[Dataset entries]
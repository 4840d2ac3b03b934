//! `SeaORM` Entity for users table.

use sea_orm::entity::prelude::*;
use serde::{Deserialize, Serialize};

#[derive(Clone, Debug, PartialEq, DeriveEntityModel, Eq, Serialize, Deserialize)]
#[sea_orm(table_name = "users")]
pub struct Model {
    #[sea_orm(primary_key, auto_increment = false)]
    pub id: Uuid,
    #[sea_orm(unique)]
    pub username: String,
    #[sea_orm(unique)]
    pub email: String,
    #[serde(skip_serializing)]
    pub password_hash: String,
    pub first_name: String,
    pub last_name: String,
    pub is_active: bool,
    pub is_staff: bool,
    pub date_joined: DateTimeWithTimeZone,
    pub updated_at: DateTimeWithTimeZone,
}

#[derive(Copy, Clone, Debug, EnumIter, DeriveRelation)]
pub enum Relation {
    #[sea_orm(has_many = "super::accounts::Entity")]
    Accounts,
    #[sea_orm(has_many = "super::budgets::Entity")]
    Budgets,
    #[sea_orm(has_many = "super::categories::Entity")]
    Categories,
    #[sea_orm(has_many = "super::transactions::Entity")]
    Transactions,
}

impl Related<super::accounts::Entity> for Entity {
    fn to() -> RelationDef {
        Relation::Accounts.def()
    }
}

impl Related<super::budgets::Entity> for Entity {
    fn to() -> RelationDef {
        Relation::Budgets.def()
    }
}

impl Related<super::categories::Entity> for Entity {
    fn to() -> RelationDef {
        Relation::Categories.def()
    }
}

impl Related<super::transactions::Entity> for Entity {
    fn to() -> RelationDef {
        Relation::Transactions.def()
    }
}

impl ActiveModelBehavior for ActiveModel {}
* * *
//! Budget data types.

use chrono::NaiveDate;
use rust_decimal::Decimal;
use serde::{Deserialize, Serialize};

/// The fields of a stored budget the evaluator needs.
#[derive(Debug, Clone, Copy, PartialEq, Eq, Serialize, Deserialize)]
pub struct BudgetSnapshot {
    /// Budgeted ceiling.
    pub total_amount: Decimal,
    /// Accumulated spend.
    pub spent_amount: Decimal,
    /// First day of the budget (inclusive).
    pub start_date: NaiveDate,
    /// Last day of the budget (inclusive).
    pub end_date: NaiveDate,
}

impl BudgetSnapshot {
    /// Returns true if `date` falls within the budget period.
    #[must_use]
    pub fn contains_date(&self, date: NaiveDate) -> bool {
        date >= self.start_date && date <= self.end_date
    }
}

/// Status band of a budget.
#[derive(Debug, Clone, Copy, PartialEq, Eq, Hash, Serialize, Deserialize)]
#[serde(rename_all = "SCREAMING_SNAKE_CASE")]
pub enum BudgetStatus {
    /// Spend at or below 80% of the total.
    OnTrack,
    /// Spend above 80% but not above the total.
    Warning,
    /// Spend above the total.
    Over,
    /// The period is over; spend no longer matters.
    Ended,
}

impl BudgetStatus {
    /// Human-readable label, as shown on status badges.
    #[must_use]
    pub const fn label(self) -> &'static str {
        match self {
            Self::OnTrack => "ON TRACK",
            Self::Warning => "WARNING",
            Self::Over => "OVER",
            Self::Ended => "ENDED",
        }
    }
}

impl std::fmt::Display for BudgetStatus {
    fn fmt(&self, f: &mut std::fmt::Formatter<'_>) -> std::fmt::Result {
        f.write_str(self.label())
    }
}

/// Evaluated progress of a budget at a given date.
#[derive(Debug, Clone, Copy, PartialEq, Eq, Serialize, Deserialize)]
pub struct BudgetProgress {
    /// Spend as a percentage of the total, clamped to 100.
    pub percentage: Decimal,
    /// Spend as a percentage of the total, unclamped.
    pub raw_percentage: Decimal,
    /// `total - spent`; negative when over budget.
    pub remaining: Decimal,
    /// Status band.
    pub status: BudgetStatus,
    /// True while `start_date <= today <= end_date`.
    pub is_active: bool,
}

INSTRUCTIONS FOR THE TASK:
Check each line of the data for the string "derive" and state how many lines contain it, without any other output.

SOLUTION TO THIS PROBLEM:
5